1. A method of inducing hair growth comprising introducing a first cell population to a suitable area wherein the first cell population contains substantially versican expressing cell.

2. The method of claim 1, wherein the first cell population comprises DP cells.

3. The method of claim 1, further comprising evaluating cells of the first cell population for expression of versican.

4. The method of claim 1, further comprising introducing a second population of cells before, after, or concurrently with the introduction of the first population of cells into a subject.

5. The method of claim 4, wherein the second population of cells comprises epithelial cells.

6. A transgenic mammal whose germ cells and somatic cells contain a transgene comprising a nucleic acid sequence encoding a reporter sequence and a promoter of versican gene, wherein said promoter is operably linked to the nucleic acid sequence encoding the reporter gene, and wherein said promoter is active in mesenchymal cells of said mammal.

7. The transgenic mammal of claim 6, wherein the mesenchymal cells are condensed mesenchymal cells.

8. The transgenic mammal of claim 6, wherein the mesenchymal cells are dermal papilla cells.

9. The transgenic mammal of claim 6, wherein a product of the reporter gene is expressed specifically in hair follicles.

10. The transgenic mammal of claim 6, wherein the promoter of versican gene comprises a nucleotide sequence from position −559 to +280 of versican gene.

11. The transgenic mammal of claim 6, wherein the promoter of versican gene consists of a nucleotide sequence from position −559 to +280 of versican gene.

12. A method of providing dermal papilla-specific expression comprising providing a polynucleotide sequence comprising a promoter of versican gene operably linked to a desired nucleic acid sequence, wherein said promoter is active in dermal papilla cells.

13. The method of claim 12, wherein the desired nucleic acid sequence encodes a growth factor, a growth factor receptor, a hormone receptor, a morphogen molecule, an adhesion molecule, a protease, or a transcription factor.

14. A method of separating a first population of cells from a second population of cells comprising introducing a fluorescent or luminescent product to the first population of cells but not the second population and separating the first population of cells from the second population of cells.
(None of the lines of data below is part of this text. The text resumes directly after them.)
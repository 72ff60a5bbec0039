// passage_proxy::csp
//
// Content-Security-Policy neutralization.
//
// An origin's policy would block the injected runtime patch and every
// rewritten `/proxy?q=…` URL, so the proxy removes it wherever it appears:
//
//   response headers   stripped by the fetcher (and never forwarded upstream)
//   <meta http-equiv>  removed by the HTML rewriter

/// Header names that carry a content security policy.
pub const CSP_HEADERS: &[&str] = &[
    "content-security-policy",
    "content-security-policy-report-only",
    "x-content-security-policy",
    "x-webkit-csp",
];

/// True for any CSP-related header name (case-insensitive).
pub fn is_csp_header(name: &str) -> bool {
    CSP_HEADERS.iter().any(|h| h.eq_ignore_ascii_case(name))
}

/// True for the `http-equiv` value of a `<meta>` that sets a policy.
pub fn is_csp_meta(http_equiv: &str) -> bool {
    is_csp_header(http_equiv.trim())
}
15. The method of claim 14, wherein introducing the fluorescent or luminescent product to the first population of cells comprises introducing a luminescent or fluorescent protein by injection or electroporation.

16. The method of claim 14, wherein introducing the fluorescent or luminescent product to the first population of cells comprises inserting a nucleotide sequence encoding a luminescent or fluorescent protein.
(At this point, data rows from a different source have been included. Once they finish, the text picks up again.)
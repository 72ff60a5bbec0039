// passage_proxy::url
//
// URL proxification codec.  Every URL that flows through a rewriter is
// converted into a proxy-routable form so the browser always talks through
// our endpoint.
//
// Encoding scheme:  /proxy?q=<encodeURIComponent(original)>
//
// Left untouched (never routed through the proxy):
//   fragment        #top
//   pseudo-schemes  about:, data:, blob:, mailto:, javascript:
//   placeholders    {{ template }}, *wildcard
//   already proxied /proxy?q=...
//
// The client runtime patch (runtime.js) mirrors these rules exactly so a
// URL rewritten here is never encoded a second time in the browser.

use percent_encoding::{utf8_percent_encode, AsciiSet, NON_ALPHANUMERIC};
use url::{form_urlencoded, Url};

/// Path of the single proxy endpoint.
pub const PROXY_PATH: &str = "/proxy";

/// Query parameter carrying the target URL.
pub const PROXY_PARAM: &str = "q";

pub(crate) const PROXY_PREFIX: &str = "/proxy?q=";

/// Same set JavaScript's `encodeURIComponent` leaves unescaped.
const COMPONENT_ENCODE_SET: &AsciiSet = &NON_ALPHANUMERIC
    .remove(b'-')
    .remove(b'_')
    .remove(b'.')
    .remove(b'!')
    .remove(b'~')
    .remove(b'*')
    .remove(b'\'')
    .remove(b'(')
    .remove(b')');

pub(crate) const PASSTHROUGH_SCHEMES: &[&str] = &["about:", "data:", "blob:", "mailto:", "javascript:"];

/// True for URLs that must never be routed through the proxy.
pub fn is_passthrough(url: &str) -> bool {
    if url.starts_with('#') || url.starts_with('{') || url.starts_with('*') {
        return true;
    }
    if url.contains(PROXY_PREFIX) {
        return true;
    }
    PASSTHROUGH_SCHEMES.iter().any(|scheme| {
        url.get(..scheme.len())
            .is_some_and(|head| head.eq_ignore_ascii_case(scheme))
    })
}

/// Route a URL through the proxy endpoint.
///
/// Idempotent: a value that already points at the proxy is returned as-is.
pub fn proxify(url: &str) -> String {
    if is_passthrough(url) {
        return url.to_string();
    }
    format!("{}{}", PROXY_PREFIX, utf8_percent_encode(url, COMPONENT_ENCODE_SET))
}

/// Resolve `url` against `base`.
///
/// Absolute input is returned normalized; relative input is joined onto the
/// base.  If neither works the input comes back unchanged.
pub fn absolutify(url: &str, base: &str) -> String {
    if let Ok(absolute) = Url::parse(url) {
        return absolute.to_string();
    }
    match Url::parse(base).and_then(|b| b.join(url)) {
        Ok(joined) => joined.to_string(),
        Err(_) => url.to_string(),
    }
}

/// Resolve and proxify a URL discovered inside rewritten content.
///
/// Pseudo-scheme and placeholder checks run on the raw value, before
/// resolution would turn e.g. `{{ slot }}` into a path under the base.
pub fn rewrite_url(raw: &str, base: &str) -> String {
    let trimmed = raw.trim();
    if trimmed.is_empty() || is_passthrough(trimmed) {
        return raw.to_string();
    }
    proxify(&absolutify(trimmed, base))
}

/// Extract the target from a raw `/proxy` query string.
///
/// Returns `None` when `q` is absent or empty.
pub fn target_from_query(query: &str) -> Option<String> {
    form_urlencoded::parse(query.as_bytes())
        .find(|(key, _)| key == PROXY_PARAM)
        .map(|(_, value)| value.into_owned())
        .filter(|value| !value.is_empty())
}

/// Undo [`proxify`] on a proxy URL.  Non-proxy input yields `None`.
#[cfg(test)]
pub(crate) fn unproxify(proxied: &str) -> Option<String> {
    let encoded = proxied.strip_prefix(PROXY_PREFIX)?;
    percent_encoding::percent_decode_str(encoded)
        .decode_utf8()
        .ok()
        .map(|decoded| decoded.into_owned())
}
17. The method of claim 16, wherein the nucleotide sequence encoding a luminescent or fluorescent protein is operably linked to a heterologous promoter.

18. The method of claim 17, wherein the heterologous promoter is a DP cell specific promoter.

19. The method of claim 18, wherein the DP cell specific promoter is a versican promoter.

20. The method of claim 16, wherein the nucleotide sequence is also inserted into to the second population of cells, and wherein the fluorescent or luminescent protein is expressed in the first population but not in the second population.